News Release

New deep learning approach greatly improves RNA structure prediction

Peer-Reviewed Publication

American Association for the Advancement of Science (AAAS)

Researchers present ARES (Atomic Rotationally Equivariant Scorer) – a machine learning method that significantly improves the computational prediction of RNA structures over previous approaches. Like proteins, RNA molecules twist and fold into intricate three-dimensional shapes that are crucial to their function. Understanding these structures could help uncover the biological functions of RNA, including non-coding RNA, and pave the way for discovering novel drugs for diseases that remain untreatable. However, experimentally solving RNA structure remains a challenge despite decades of effort, and only a few RNA structures are currently known. Additionally, using machine learning to predict RNA structure has proven far more difficult – and less successful – than it has for protein structure prediction. To address these challenges, Raphael Townshend and colleagues developed ARES, a deep neural network that can consistently produce accurate RNA structural models, despite being trained using data for only 18 recently experimentally determined RNA structures.

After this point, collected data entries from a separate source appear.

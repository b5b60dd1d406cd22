//! Document upload, metadata and analysis.

use axum::extract::{Multipart, State};
use axum::http::{HeaderValue, StatusCode, header};
use axum::response::{IntoResponse, Response};
use caseclerk_core::ai::analyze_document;
use caseclerk_core::model::{DocumentFilter, DocumentUpdate, NewDocument, is_allowed_document_type};
use caseclerk_core::{
    CaseId, CoreError, Database, Document, DocumentId, DocumentStatus, DocumentType,
    MAX_DOCUMENT_BYTES,
};
use chrono::Utc;
use serde::Deserialize;
use serde_json::Value;
use std::sync::Arc;
use tokio::sync::RwLock;

use super::multipart::read_form;
use crate::api::AppState;
use crate::api::error::{ApiError, ApiResult};
use crate::api::extract::{AuthUser, ListQuery, PathId, ValidJson, ValidQuery, parse_filter};
use crate::api::response::{Envelope, created, deleted, ok, paged};

#[derive(Debug, Default, Deserialize)]
pub struct DocumentQuery {
    pub case_id: Option<u64>,
    pub document_type: Option<String>,
    pub status: Option<String>,
    pub search: Option<String>,
}

impl DocumentQuery {
    fn filter(self) -> ApiResult<DocumentFilter> {
        Ok(DocumentFilter {
            case_id: self.case_id.map(CaseId),
            document_type: parse_filter(self.document_type)?,
            status: parse_filter(self.status)?,
            search: self.search,
        })
    }
}

pub async fn list(
    State(state): State<AppState>,
    _auth: AuthUser,
    ValidQuery(list): ValidQuery<ListQuery>,
    ValidQuery(query): ValidQuery<DocumentQuery>,
) -> ApiResult<Envelope<Vec<Document>>> {
    let (filter, params) = (query.filter()?, list.params()?);
    let page = state.db.read().await.list_documents(&filter, &params)?;
    Ok(paged(page))
}

/// `multipart/form-data` with a `file` part and optional `title`,
/// `case_id`, `document_type` and comma separated `tags`.
pub async fn upload(
    State(state): State<AppState>,
    auth: AuthUser,
    multipart: Multipart,
) -> ApiResult<(StatusCode, Envelope<Document>)> {
    let mut form = read_form(multipart, MAX_DOCUMENT_BYTES).await?;
    let file = form.take_file()?;
    if !is_allowed_document_type(&file.content_type) {
        return Err(ApiError::UnsupportedMediaType(format!(
            "'{}' is not an accepted document type",
            file.content_type
        )));
    }
    let case_id = form
        .field("case_id")
        .map(|raw| {
            raw.parse::<u64>()
                .map(CaseId)
                .map_err(|_| CoreError::validation("case_id", format!("'{}' is not an id", raw)))
        })
        .transpose()?;
    let document_type = match form.field("document_type") {
        Some(raw) => raw.parse::<DocumentType>()?,
        None => DocumentType::default(),
    };
    let tags = form
        .field("tags")
        .map(|raw| raw.split(',').map(str::to_string).collect())
        .unwrap_or_default();
    let new = NewDocument {
        case_id,
        title: form.field("title").unwrap_or_default().to_string(),
        file_name: file.file_name,
        mime_type: file.content_type,
        document_type,
        tags,
    };

    let document = state
        .db
        .write()
        .await
        .create_document(new, file.bytes, Some(auth.id), Utc::now())?;
    tracing::info!(
        document_id = %document.id,
        size = document.file_size,
        mime = %document.mime_type,
        "document uploaded"
    );
    Ok(created(document))
}

pub async fn get(
    State(state): State<AppState>,
    _auth: AuthUser,
    PathId(id): PathId<DocumentId>,
) -> ApiResult<Envelope<Document>> {
    let db = state.db.read().await;
    Ok(ok(db.get_document(id)?.clone()))
}

pub async fn update(
    State(state): State<AppState>,
    _auth: AuthUser,
    PathId(id): PathId<DocumentId>,
    ValidJson(update): ValidJson<DocumentUpdate>,
) -> ApiResult<Envelope<Document>> {
    let document = state
        .db
        .write()
        .await
        .update_document(id, update, Utc::now())?;
    tracing::info!(document_id = %id, "document updated");
    Ok(ok(document))
}

pub async fn delete(
    State(state): State<AppState>,
    _auth: AuthUser,
    PathId(id): PathId<DocumentId>,
) -> ApiResult<Envelope<Value>> {
    state.db.write().await.delete_document(id)?;
    tracing::info!(document_id = %id, "document deleted");
    Ok(deleted(id))
}

/// The stored bytes with their original content type.
pub async fn download(
    State(state): State<AppState>,
    _auth: AuthUser,
    PathId(id): PathId<DocumentId>,
) -> ApiResult<Response> {
    let (document, bytes) = {
        let db = state.db.read().await;
        (db.get_document(id)?.clone(), db.document_content(id)?.to_vec())
    };
    let content_type = HeaderValue::from_str(&document.mime_type)
        .unwrap_or(HeaderValue::from_static("application/octet-stream"));
    let disposition = format!(
        "attachment; filename=\"{}\"",
        document.file_name.replace(['"', '\\', '\r', '\n'], "_")
    );
    let disposition = HeaderValue::from_str(&disposition)
        .unwrap_or(HeaderValue::from_static("attachment"));
    Ok((
        [
            (header::CONTENT_TYPE, content_type),
            (header::CONTENT_DISPOSITION, disposition),
        ],
        bytes,
    )
        .into_response())
}

/// Runs the analysis and stores summary, text and key points.
pub async fn summarize(
    State(state): State<AppState>,
    _auth: AuthUser,
    PathId(id): PathId<DocumentId>,
) -> ApiResult<Envelope<Document>> {
    let (document, content) = {
        let mut db = state.db.write().await;
        let content = db.document_content(id)?.to_vec();
        let document = db.set_document_status(id, DocumentStatus::Processing, Utc::now())?;
        (document, content)
    };
    let guard = ProcessingGuard::new(state.db.clone(), id);
    state.simulate_ai_latency().await;
    let analysis = analyze_document(&document, &content);
    let document = state
        .db
        .write()
        .await
        .apply_document_analysis(id, analysis, Utc::now())?;
    guard.disarm();
    tracing::info!(document_id = %id, "document summarized");
    Ok(ok(document))
}

/// Marks a document `failed` if its analysis is abandoned before the
/// result is stored, e.g. when the client disconnects mid-request.
struct ProcessingGuard {
    db: Arc<RwLock<Database>>,
    id: DocumentId,
    armed: bool,
}

impl ProcessingGuard {
    fn new(db: Arc<RwLock<Database>>, id: DocumentId) -> Self {
        Self { db, id, armed: true }
    }

    fn disarm(mut self) {
        self.armed = false;
    }
}

impl Drop for ProcessingGuard {
    fn drop(&mut self) {
        if !self.armed {
            return;
        }
        let id = self.id;
        if let Ok(mut db) = self.db.try_write() {
            mark_failed(&mut db, id);
            return;
        }
        let db = self.db.clone();
        match tokio::runtime::Handle::try_current() {
            Ok(handle) => {
                handle.spawn(async move {
                    mark_failed(&mut *db.write().await, id);
                });
            }
            Err(_) => {
                tracing::warn!(document_id = %id, "analysis abandoned, status left as processing")
            }
        }
    }
}

fn mark_failed(db: &mut Database, id: DocumentId) {
    match db.set_document_status(id, DocumentStatus::Failed, Utc::now()) {
        Ok(_) => tracing::warn!(document_id = %id, "analysis abandoned, document marked failed"),
        Err(err) => tracing::debug!(document_id = %id, error = %err, "abandoned document is gone"),
    }
}

#[cfg(test)]
mod tests {
    use super::*;

    fn database_with_document() -> (Arc<RwLock<Database>>, DocumentId) {
        let mut db = Database::new();
        let document = db
            .create_document(
                NewDocument {
                    title: "Settlement memo".to_string(),
                    file_name: "memo.txt".to_string(),
                    mime_type: "text/plain".to_string(),
                    ..NewDocument::default()
                },
                b"The parties agree to settle.".to_vec(),
                None,
                Utc::now(),
            )
            .unwrap();
        db.set_document_status(document.id, DocumentStatus::Processing, Utc::now())
            .unwrap();
        (Arc::new(RwLock::new(db)), document.id)
    }

    #[tokio::test]
    async fn abandoned_analysis_marks_document_failed() {
        let (db, id) = database_with_document();
        drop(ProcessingGuard::new(db.clone(), id));
        let status = db.read().await.get_document(id).unwrap().status;
        assert_eq!(status, DocumentStatus::Failed);
    }

    #[tokio::test]
    async fn finished_analysis_keeps_its_status() {
        let (db, id) = database_with_document();
        let guard = ProcessingGuard::new(db.clone(), id);
        db.write()
            .await
            .set_document_status(id, DocumentStatus::Processed, Utc::now())
            .unwrap();
        guard.disarm();
        let status = db.read().await.get_document(id).unwrap().status;
        assert_eq!(status, DocumentStatus::Processed);
    }

    #[tokio::test]
    async fn guard_waits_for_a_busy_lock() {
        let (db, id) = database_with_document();
        let held = db.clone().write_owned().await;
        drop(ProcessingGuard::new(db.clone(), id));
        drop(held);
        let mut status = DocumentStatus::Processing;
        for _ in 0..100 {
            tokio::task::yield_now().await;
            status = db.read().await.get_document(id).unwrap().status;
            if status == DocumentStatus::Failed {
                break;
            }
        }
        assert_eq!(status, DocumentStatus::Failed);
    }
}
use axum::extract::State;
use axum::http::StatusCode;
use caseclerk_core::ai::{CaseAnalysis, analyze_case};
use caseclerk_core::database::CaseStats;
use caseclerk_core::model::{CaseFilter, CaseUpdate, NewCase};
use caseclerk_core::{Case, CaseId};
use chrono::Utc;
use serde::Deserialize;
use serde_json::Value;

use crate::api::AppState;
use crate::api::error::ApiResult;
use crate::api::extract::{AuthUser, ListQuery, PathId, ValidJson, ValidQuery, parse_filter};
use crate::api::response::{Envelope, created, deleted, ok, paged};

#[derive(Debug, Default, Deserialize)]
pub struct CaseQuery {
    pub status: Option<String>,
    pub priority: Option<String>,
    pub case_type: Option<String>,
    pub assigned_attorney: Option<String>,
    pub tag: Option<String>,
    pub search: Option<String>,
}

impl CaseQuery {
    fn filter(self) -> ApiResult<CaseFilter> {
        Ok(CaseFilter {
            status: parse_filter(self.status)?,
            priority: parse_filter(self.priority)?,
            case_type: parse_filter(self.case_type)?,
            assigned_attorney: self.assigned_attorney,
            tag: self.tag,
            search: self.search,
        })
    }
}

pub async fn list(
    State(state): State<AppState>,
    _auth: AuthUser,
    ValidQuery(list): ValidQuery<ListQuery>,
    ValidQuery(query): ValidQuery<CaseQuery>,
) -> ApiResult<Envelope<Vec<Case>>> {
    let (filter, params) = (query.filter()?, list.params()?);
    let page = state.db.read().await.list_cases(&filter, &params)?;
    Ok(paged(page))
}

pub async fn create(
    State(state): State<AppState>,
    auth: AuthUser,
    ValidJson(form): ValidJson<NewCase>,
) -> ApiResult<(StatusCode, Envelope<Case>)> {
    let case = state
        .db
        .write()
        .await
        .create_case(form, Some(auth.id), Utc::now())?;
    tracing::info!(case_id = %case.id, case_number = %case.case_number, "case created");
    Ok(created(case))
}

pub async fn get(
    State(state): State<AppState>,
    _auth: AuthUser,
    PathId(id): PathId<CaseId>,
) -> ApiResult<Envelope<Case>> {
    let db = state.db.read().await;
    Ok(ok(db.get_case(id)?.clone()))
}

pub async fn update(
    State(state): State<AppState>,
    _auth: AuthUser,
    PathId(id): PathId<CaseId>,
    ValidJson(update): ValidJson<CaseUpdate>,
) -> ApiResult<Envelope<Case>> {
    let case = state.db.write().await.update_case(id, update, Utc::now())?;
    tracing::info!(case_id = %id, "case updated");
    Ok(ok(case))
}

pub async fn delete(
    State(state): State<AppState>,
    _auth: AuthUser,
    PathId(id): PathId<CaseId>,
) -> ApiResult<Envelope<Value>> {
    state.db.write().await.delete_case(id)?;
    tracing::info!(case_id = %id, "case deleted");
    Ok(deleted(id))
}

pub async fn stats(State(state): State<AppState>, _auth: AuthUser) -> Envelope<CaseStats> {
    ok(state.db.read().await.case_stats(Utc::now()))
}

pub async fn analysis(
    State(state): State<AppState>,
    _auth: AuthUser,
    PathId(id): PathId<CaseId>,
) -> ApiResult<Envelope<CaseAnalysis>> {
    let (case, documents, events) = {
        let db = state.db.read().await;
        let case = db.get_case(id)?.clone();
        let (documents, events) = db.case_records(id)?;
        (case, documents, events)
    };
    state.simulate_ai_latency().await;
    Ok(ok(analyze_case(&case, &documents, &events, Utc::now())))
}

According to the authors, ARES significantly outperformed other computational approaches in the community-wide RNA-Puzzles structure prediction challenge. Townshend et al. note that ARES’s performance is particularly notable as it learned to make its predictions based solely on atomic structure and does not incorporate prior assumptions about what RNA-specific structural features might be important, such as base pairs, nucleotides or hydrogen bonds. As well, it was able to accurately predict the structures of RNAs larger and more complex than those it was trained on. “ARES is still short of the level consistent with atomic resolution or sufficient to guide identification of key functional sites or drug discovery efforts, but Townshend et al. have achieved notable progress in a field that has proven recalcitrant to transformative advances,” writes Kevin Weeks in a related Perspective.